= Centres d'accueil et d'orientation =

The Reception and Orientation Center ("Centres d'accueil et d'orientation - CAO") is a French government program for asylum seekers that provide migrants with information and temporary accommodation. At the CAOs, migrants have access to health care, social and administrative support by qualified agents and associations. The centers are located in "former gendarme barracks, disused hospitals and training-centres, and out-of-season holiday villages". Currently, there are around 450 CAOs.

== Context ==
The CAOs were created by the Ministry of the Interior and the Ministry of Housing and Sustainable Housing in 2015, as a response to an increase in asylum applications and the creation of irregular encampments in Calais and Dunkirk.
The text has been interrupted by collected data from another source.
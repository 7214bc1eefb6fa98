//! Error types for the Firmata gateway

use thiserror::Error;

/// Result type alias for gateway operations
pub type Result<T> = std::result::Result<T, Error>;

/// Errors that can occur in the gateway
#[derive(Debug, Error)]
pub enum Error {
    /// Write attempted on a closed link
    #[error("link closed")]
    LinkClosed,

    /// Device did not reach READY within the identification deadline
    #[error("connection timeout: {0}")]
    ConnectionTimeout(String),

    /// Device did not answer a heartbeat within the reply deadline
    #[error("heartbeat timeout: {0}")]
    HeartbeatTimeout(String),

    /// Action name not present in the device's action table
    #[error("action unavailable: {0}")]
    ActionUnavailable(String),

    /// Action parameters missing, unparseable, or out of range
    #[error("action malformed: {0}")]
    ActionMalformed(String),

    /// Malformed Firmata frame (logged and discarded by the decoder)
    #[error("codec error: {0}")]
    Codec(String),

    /// No live session for the requested device identity
    #[error("device not found: {0}")]
    NotFound(String),

    /// Configuration error
    #[error("configuration error: {0}")]
    Config(String),

    /// Database error
    #[error("database error: {0}")]
    Database(String),

    /// Serial port error
    #[error("serial error: {0}")]
    Serial(#[from] tokio_serial::Error),

    /// IO error
    #[error("io error: {0}")]
    Io(#[from] std::io::Error),

    /// Serialization error
    #[error("serialization error: {0}")]
    Serialization(#[from] serde_json::Error),
}

impl Error {
    /// Whether this error leaves the session usable.
    ///
    /// Command-surface errors are surfaced to the caller without touching
    /// the session; everything else terminates it.
    #[must_use]
    pub fn is_command_error(&self) -> bool {
        matches!(self, Self::ActionUnavailable(_) | Self::ActionMalformed(_))
    }
}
After the evacuation of Calais, 9.000 places were created in the CAOs, bringing it to a total of 12.000.

== Objective ==
The reception centers aim to shelter asylum seekers, and to orient them according to their particular situation. The OFII (French Office for Immigration and Integration) is responsible for providing information on the asylum procedure, and to direct migrants towards accommodation in the national system of reception for asylum seekers (e.g. CADA, UTSA, HUDA).

The average cost of a place in the CAOs is €25 per person per day, including accommodation, 3 meals a day and administrative support.